A grey-green twilight hung on the air with here and there a spot of sunlight lying like a coin on the water. They came into a region of romantic beauty where dragonflies skimmed the river and the hanging creepers were in flower. The trees were grown over with ferns, orchids, moss and lichens. Some of the orchids were blue and some of the red and gold kind that Simon called Vallambrosa. As the stream narrowed and they made their way into a tunnel of gloom, the flowers were left behind. Here the fallen trees were white with age and bearded over with lichens.
Closed in by trees, the men were assailed by a whining, galactic army of wasps, bees, mosquitoes and tiny flies. The forest came so close that Hugh could peer between the interwoven branches and creepers but he saw only the inner darkness. He felt a nervous dread of the forest coming too close to him. For stretches of this monotonous walk in oppressive heat, reality left him and he felt himself back in the suffocating mystery of his dream. He was lost, with no more knowledge of his surroundings than a grub hatched in a carpet. They were supposed to be moving towards an objective, but how could he be sure of that? For all he knew, the forest darkness was an eternity, like space, without habitat or goal.
He stopped for a moment, trying to throw off his surroundings that were like a sack over his head, smelling of vegetable death, and asked: ‘Is it all like this?’
‘No. The trees naturally crowd towards what light there is but farther on, the stream opens out and becomes a swamp. Just beyond it is . . .’ Simon paused and did not go on.
 
; ‘What is beyond?’
Simon was silent and Hugh wondered if he, too, were affected by their stifling passage along the stream. After a moment, Simon regained himself and answered the question: ‘The place where they made their last stand.’
‘The slaves made a stand? But against what?’
Hugh again had to repeat his question before Simon, laughing, gave an answer: ‘Forgive me. Yes. Against what? I don’t know and there’s no one left to tell us.’
The stream was petering out and the water, that scarcely covered their boots now, trickled over a wide area of ground, forming a swamp. Patches of scrub and saplings had grown up among the several small tributaries of water.

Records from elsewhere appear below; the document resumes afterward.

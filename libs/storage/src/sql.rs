use std::sync::Arc;

use async_trait::async_trait;
use bb_core::{BoxError, Storage, StorageError, StoreItem, StoreItems, WriteMode, new_etag};
use bb_telemetry::{Outcome, record_storage_op};
use futures::future::try_join_all;
use serde_json::Value;
use tracing::debug;

/// A row of the `(id, data, etag)` state table.
#[derive(Debug, Clone, PartialEq)]
pub struct SqlRow {
    pub id: String,
    pub data: Value,
    pub etag: String,
}

/// Statement shapes for the state table, per SQL flavour.
#[derive(Debug, Clone, Copy, PartialEq, Eq)]
pub enum SqlDialect {
    Postgres,
    Mssql,
}

impl SqlDialect {
    pub fn create_table(self, table: &str) -> String {
        match self {
            SqlDialect::Postgres => format!(
                "CREATE TABLE IF NOT EXISTS {table} (id TEXT PRIMARY KEY, data JSONB NOT NULL, etag TEXT NOT NULL)"
            ),
            SqlDialect::Mssql => format!(
                "IF OBJECT_ID(N'{table}', N'U') IS NULL CREATE TABLE {table} (id NVARCHAR(255) NOT NULL PRIMARY KEY, data NVARCHAR(MAX) NOT NULL, etag NVARCHAR(64) NOT NULL)"
            ),
        }
    }

    pub fn select_many(self, table: &str) -> String {
        match self {
            SqlDialect::Postgres => {
                format!("SELECT id, data, etag FROM {table} WHERE id = ANY($1)")
            }
            // Ids are passed as a JSON array in @ids.
            SqlDialect::Mssql => format!(
                "SELECT id, data, etag FROM {table} WHERE id IN (SELECT value FROM OPENJSON(@ids))"
            ),
        }
    }

    pub fn upsert(self, table: &str) -> String {
        match self {
            SqlDialect::Postgres => format!(
                "INSERT INTO {table} (id, data, etag) VALUES ($1, $2, $3) \
                 ON CONFLICT (id) DO UPDATE SET data = EXCLUDED.data, etag = EXCLUDED.etag"
            ),
            SqlDialect::Mssql => format!(
                "MERGE {table} WITH (HOLDLOCK) AS t USING (SELECT @id AS id) AS s ON t.id = s.id \
                 WHEN MATCHED THEN UPDATE SET data = @data, etag = @etag \
                 WHEN NOT MATCHED THEN INSERT (id, data, etag) VALUES (@id, @data, @etag);"
            ),
        }
    }

    pub fn update_if_etag(self, table: &str) -> String {
        match self {
            SqlDialect::Postgres => {
                format!("UPDATE {table} SET data = $2, etag = $3 WHERE id = $1 AND etag = $4")
            }
            SqlDialect::Mssql => format!(
                "UPDATE {table} SET data = @data, etag = @etag WHERE id = @id AND etag = @expected"
            ),
        }
    }

    pub fn delete_many(self, table: &str) -> String {
        match self {
            SqlDialect::Postgres => format!("DELETE FROM {table} WHERE id = ANY($1)"),
            SqlDialect::Mssql => format!(
                "DELETE FROM {table} WHERE id IN (SELECT value FROM OPENJSON(@ids))"
            ),
        }
    }
}

/// Row operations over the state table. [`SqlDialect`] has the statements to run.
#[async_trait]
pub trait SqlTable: Send + Sync {
    async fn select_many(&self, ids: &[String]) -> Result<Vec<SqlRow>, BoxError>;
    async fn upsert(&self, row: SqlRow) -> Result<(), BoxError>;
    /// Returns the number of rows updated.
    async fn update_if_etag(&self, row: SqlRow, expected: &str) -> Result<u64, BoxError>;
    async fn delete_many(&self, ids: &[String]) -> Result<u64, BoxError>;
}

/// Storage over a relational `(id, data, etag)` table.
pub struct SqlStorage<C> {
    provider: &'static str,
    table: Arc<C>,
}

/// SQL Server flavour; `C` runs [`SqlDialect::Mssql`] statements.
pub type MssqlStorage<C> = SqlStorage<C>;

impl<C: SqlTable> SqlStorage<C> {
    pub fn new(provider: &'static str, table: Arc<C>) -> Self {
        Self { provider, table }
    }

    pub fn mssql(table: Arc<C>) -> Self {
        Self::new("mssql", table)
    }

    fn backend(&self, err: BoxError) -> StorageError {
        StorageError::backend(self.provider, err)
    }

    async fn write_one(&self, key: String, item: StoreItem) -> Result<(), StorageError> {
        let mode = WriteMode::for_item(&key, item.e_tag.as_deref())?;
        let row = SqlRow {
            id: key.clone(),
            data: item.document_value(),
            etag: new_etag(),
        };
        match mode {
            WriteMode::Unconditional => self.table.upsert(row).await.map_err(|e| self.backend(e)),
            WriteMode::Conditional(expected) => {
                let updated = self
                    .table
                    .update_if_etag(row, &expected)
                    .await
                    .map_err(|e| self.backend(e))?;
                if updated == 0 {
                    return Err(StorageError::ETagConflict { key });
                }
                Ok(())
            }
        }
    }
}

#[async_trait]
impl<C: SqlTable> Storage for SqlStorage<C> {
    async fn read(&self, keys: &[String]) -> Result<StoreItems, StorageError> {
        if keys.is_empty() {
            return Ok(StoreItems::new());
        }
        let rows = self.table.select_many(keys).await.map_err(|e| self.backend(e));
        let result = rows.and_then(|rows| {
            rows.into_iter()
                .map(|row| {
                    let item = StoreItem::from_value(row.data)?.with_etag(row.etag);
                    Ok((row.id, item))
                })
                .collect::<Result<StoreItems, StorageError>>()
        });
        if let Ok(items) = &result {
            debug!(provider = self.provider, requested = keys.len(), found = items.len(), "read");
        }
        record_storage_op(self.provider, "read", Outcome::of(&result));
        result
    }

    async fn write(&self, changes: StoreItems) -> Result<(), StorageError> {
        let count = changes.len();
        let result = try_join_all(
            changes
                .into_iter()
                .map(|(key, item)| self.write_one(key, item)),
        )
        .await
        .map(|_| ());
        debug!(provider = self.provider, count, ok = result.is_ok(), "write");
        record_storage_op(self.provider, "write", Outcome::of(&result));
        result
    }

    async fn delete(&self, keys: &[String]) -> Result<(), StorageError> {
        if keys.is_empty() {
            return Ok(());
        }
        let result = self.table.delete_many(keys).await.map_err(|e| self.backend(e));
        if let Ok(deleted) = &result {
            debug!(provider = self.provider, requested = keys.len(), deleted, "delete");
        }
        record_storage_op(self.provider, "delete", Outcome::of(&result));
        result.map(|_| ())
    }
}

#[cfg(test)]
mod tests {
    use super::*;
    use std::collections::HashMap;
    use std::sync::Mutex;

    #[derive(Default)]
    struct FakeTable {
        rows: Mutex<HashMap<String, SqlRow>>,
    }

    #[async_trait]
    impl SqlTable for FakeTable {
        async fn select_many(&self, ids: &[String]) -> Result<Vec<SqlRow>, BoxError> {
            let rows = self.rows.lock().unwrap();
            Ok(ids.iter().filter_map(|id| rows.get(id).cloned()).collect())
        }

        async fn upsert(&self, row: SqlRow) -> Result<(), BoxError> {
            self.rows.lock().unwrap().insert(row.id.clone(), row);
            Ok(())
        }

        async fn update_if_etag(&self, row: SqlRow, expected: &str) -> Result<u64, BoxError> {
            let mut rows = self.rows.lock().unwrap();
            match rows.get_mut(&row.id) {
                Some(current) if current.etag == expected => {
                    *current = row;
                    Ok(1)
                }
                _ => Ok(0),
            }
        }

        async fn delete_many(&self, ids: &[String]) -> Result<u64, BoxError> {
            let mut rows = self.rows.lock().unwrap();
            Ok(ids.iter().filter(|id| rows.remove(*id).is_some()).count() as u64)
        }
    }

    #[tokio::test]
    async fn mssql_storage_passes_conformance() {
        let store = MssqlStorage::mssql(Arc::new(FakeTable::default()));
        bb_testutil::storage::assert_conformance(&store).await;
    }

    #[tokio::test]
    async fn non_object_rows_are_reported() {
        let table = Arc::new(FakeTable::default());
        table.rows.lock().unwrap().insert(
            "bad".into(),
            SqlRow {
                id: "bad".into(),
                data: Value::from(3),
                etag: "1".into(),
            },
        );
        let store = SqlStorage::mssql(table);
        let err = store.read(&["bad".to_string()]).await.unwrap_err();
        assert!(matches!(err, StorageError::NotAnObject("number")));
    }

    #[test]
    fn postgres_dialect_statements() {
        let dialect = SqlDialect::Postgres;
        assert_eq!(
            dialect.create_table("bot_state"),
            "CREATE TABLE IF NOT EXISTS bot_state (id TEXT PRIMARY KEY, data JSONB NOT NULL, etag TEXT NOT NULL)"
        );
        assert_eq!(
            dialect.select_many("bot_state"),
            "SELECT id, data, etag FROM bot_state WHERE id = ANY($1)"
        );
        assert_eq!(
            dialect.upsert("bot_state"),
            "INSERT INTO bot_state (id, data, etag) VALUES ($1, $2, $3) \
             ON CONFLICT (id) DO UPDATE SET data = EXCLUDED.data, etag = EXCLUDED.etag"
        );
        assert_eq!(
            dialect.delete_many("bot_state"),
            "DELETE FROM bot_state WHERE id = ANY($1)"
        );
    }

    #[test]
    fn dialects_render_conditional_update() {
        assert_eq!(
            SqlDialect::Postgres.update_if_etag("bot_state"),
            "UPDATE bot_state SET data = $2, etag = $3 WHERE id = $1 AND etag = $4"
        );
        assert!(SqlDialect::Mssql.upsert("bot_state").starts_with("MERGE bot_state"));
        assert!(SqlDialect::Mssql.create_table("s").contains("NVARCHAR(MAX)"));
    }
}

Where the water formed pools there were the large, raft-like leaves of water-lilies. Some of these pools were covered with emerald weed and Hugh, walking on what looked to him firm ground, sank into slime that threw up a sickening stench. At the edge of the swamp, trees lay lifeless and brittle. Those that survived were covered with fungoid growths that extended from them, pink, like deformed hands. The forest stood as firm-set as ever on either side of this diseased area and closed in beyond it. But they were reaching something which showed through the tree tops, flashing white against the solid blue of the sky. A few yards ahead, they came out of the forest and Hugh saw a cone-shaped structure set inside a wall. It was the first of some thirty or forty buildings, all alike, that faced each other across a passageway choked with weeds. There was no sign of human life and no noise except the forest noises.